En la Amazonía peruana, los derrames en torno al Oleoducto Norperuano revelan un conflicto que combina décadas de contaminación, desconfianza institucional y urgencias fiscales. Las comunidades urarinas y kukama denuncian que la presencia de metales pesados en ríos y suelos sigue afectando su salud, pese a promesas de remediación que no llegan. La estatal Petroperú asegura que reactivar los campos podría aportar miles de millones en ingresos, pero la resistencia local crece a medida que los pasivos ambientales se acumulan.
La situación ecuatoriana no es muy distinta. En Orellana y Sucumbíos, pueblos kichwa y waorani conviven con los impactos de derrames en los ríos Coca y Napo, agravados por la erosión que dañó los oleoductos SOTE y OCP. El Gobierno de Quito defiende la continuidad de la industria para sostener el presupuesto nacional, pero las comunidades señalan que los beneficios no compensan el deterioro ambiental. Ambas orillas amazónicas exhiben el mismo dilema: la tensión entre el petróleo como salvavidas fiscal y la selva como territorio vital.
En ambos países, la infraestructura petrolera envejecida se ha convertido en un factor central del conflicto. El ONP peruano y los oleoductos ecuatorianos comparten vulnerabilidad ante desastres naturales, sabotajes y falta de mantenimiento. Esta fragilidad alimenta procesos de protesta comunitaria que, con frecuencia, derivan en bloqueos, demandas o paralización de operaciones. Para los gobiernos, mantener operativa esta infraestructura es esencial, pero para las comunidades representa una amenaza directa a su vida cotidiana.

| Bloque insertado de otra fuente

//! Test fixtures and helpers.
//!
//! Common setup code for integration tests.

use std::sync::Arc;
use std::time::Duration;

use bytes::Bytes;

use fleetlink::{ClientConfig, FleetClient, RetryConfig};
use fleetlink_core::{
    message_type, Array, ArrayRecord, ConfigRecord, Message, Metadata, NodeId, RecordDict, RunId,
};

use crate::coordinator::MemoryCoordinator;

/// Install a test-friendly tracing subscriber. Safe to call from every test.
pub fn init_tracing() {
    let _ = tracing_subscriber::fmt()
        .with_test_writer()
        .with_max_level(tracing::Level::DEBUG)
        .try_init();
}

/// Client settings for tests: fast retries bounded to three attempts.
pub fn test_config() -> ClientConfig {
    ClientConfig::new("http://coordinator.test").with_retry(
        RetryConfig::default()
            .with_max_tries(Some(3))
            .with_base_delay(Duration::from_millis(1))
            .with_max_delay(Duration::from_millis(5))
            .with_jitter(false),
    )
}

/// A coordinator and helpers to attach clients to it.
pub struct TestFleet {
    pub coordinator: Arc<MemoryCoordinator>,
}

impl TestFleet {
    pub fn new() -> Self {
        init_tracing();
        Self {
            coordinator: MemoryCoordinator::new(),
        }
    }

    /// A client with [`test_config`], not yet registered.
    pub fn client(&self) -> FleetClient {
        self.client_with(test_config())
    }

    pub fn client_with(&self, config: ClientConfig) -> FleetClient {
        FleetClient::with_transport(config, self.coordinator.clone())
    }

    /// A registered client, expected to get `node`.
    pub async fn registered_client(&self, node: u64) -> FleetClient {
        self.coordinator.set_next_node_id(node);
        let client = self.client();
        let assigned = client.create_node().await;
        assert_eq!(assigned, Some(NodeId(node)), "registration failed");
        client
    }
}

impl Default for TestFleet {
    fn default() -> Self {
        Self::new()
    }
}

/// Deterministic bytes of length `len`, distinct per `seed`.
pub fn array_bytes(len: usize, seed: u8) -> Bytes {
    (0..len)
        .map(|i| (i as u8).wrapping_mul(31).wrapping_add(seed))
        .collect::<Vec<u8>>()
        .into()
}

/// Content with one array split into exactly `chunks` distinct chunks.
pub fn chunked_payload(chunks: usize, chunk_size: usize) -> RecordDict {
    // Each chunk gets its own seed so no two chunks share an id
    let data: Vec<u8> = (0..chunks)
        .flat_map(|i| array_bytes(chunk_size, i as u8 + 1).to_vec())
        .collect();
    let array = Array::with_chunk_size("u8", vec![data.len() as u64], "numpy.ndarray", data, chunk_size);
    RecordDict::new()
        .with_arrays("parameters", ArrayRecord::new().with("weights", array))
        .with_config("config", ConfigRecord::new().with("epochs", 1i64))
}

/// Content whose two arrays share all of their chunks.
pub fn shared_chunk_payload(chunks: usize, chunk_size: usize) -> RecordDict {
    let data: Vec<u8> = (0..chunks)
        .flat_map(|i| array_bytes(chunk_size, i as u8 + 1).to_vec())
        .collect();
    let len = data.len() as u64;
    let data = Bytes::from(data);
    let params = ArrayRecord::new()
        .with("a", Array::with_chunk_size("u8", vec![len], "numpy.ndarray", data.clone(), chunk_size))
        .with("b", Array::with_chunk_size("u8", vec![len], "numpy.ndarray", data, chunk_size));
    RecordDict::new().with_arrays("parameters", params)
}

/// A training instruction from the coordinator to `dst`.
pub fn instruction(run_id: RunId, dst: NodeId, content: RecordDict) -> Message {
    Message::new(
        Metadata::new(run_id, NodeId::COORDINATOR, dst, message_type::TRAIN),
        content,
    )
}

/// The id-free view of a message, for comparing a sent message with its
/// received copy.
pub fn without_id(message: &Message) -> Message {
    let mut message = message.clone();
    message.metadata.message_id = None;
    message
}

#[cfg(test)]
mod tests {
    use super::*;
    use fleetlink_core::FrozenObjects;

    #[test]
    fn test_chunked_payload_has_distinct_chunks() {
        let content = chunked_payload(3, 16);
        let array = content
            .array_record("parameters")
            .and_then(|r| r.get("weights"))
            .unwrap();
        assert_eq!(array.num_chunks(), 3);

        let message = instruction(1, NodeId(7), content);
        let frozen = FrozenObjects::freeze(&message);
        // message, record dict, array record, array, config record, 3 chunks
        assert_eq!(frozen.tree().unique_object_ids().len(), 8);
    }

    #[test]
    fn test_shared_chunks_dedup() {
        let message = instruction(1, NodeId(7), shared_chunk_payload(2, 8));
        let frozen = FrozenObjects::freeze(&message);
        let tree = frozen.tree();
        assert!(tree.object_ids().len() > tree.unique_object_ids().len());
    }

    #[test]
    fn test_array_bytes_deterministic() {
        assert_eq!(array_bytes(32, 4), array_bytes(32, 4));
        assert_ne!(array_bytes(32, 4), array_bytes(32, 5));
    }
}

Al mismo tiempo, las negociaciones económicas avanzan con incertidumbre. En Perú, la búsqueda de un socio para operar el bloque 192 terminó en descalificaciones regulatorias, mientras que en Ecuador la expansión en zonas remotas enfrenta obstáculos judiciales y ambientales. Aunque ambos gobiernos prometen mecanismos de compensación, la percepción comunitaria es que los compromisos rara vez se cumplen, lo que profundiza la brecha entre Estado e indígenas.
La presión internacional añade una capa adicional al conflicto. En la era de la transición energética, la explotación amazónica coloca a Perú y Ecuador bajo un escrutinio creciente, especialmente en espacios multilaterales donde se cuestiona la continuidad de proyectos fósiles en territorios indígenas. Esta tensión genera costos reputacionales y abre la puerta a sanciones o litigios que, según expertos, podrían intensificarse si no se ejecutan procesos de consulta genuinos.

Por ello, la probabilidad de que ambos países enfrenten disputas socioambientales más profundas en los próximos años es alta, mientras la posibilidad de una reactivación petrolera sostenida, sin conflictos severos, es moderada. En este escenario, la región amazónica se convierte en un termómetro político: muestra hasta qué punto los Estados pueden equilibrar desarrollo energético, respeto territorial y credibilidad internacional.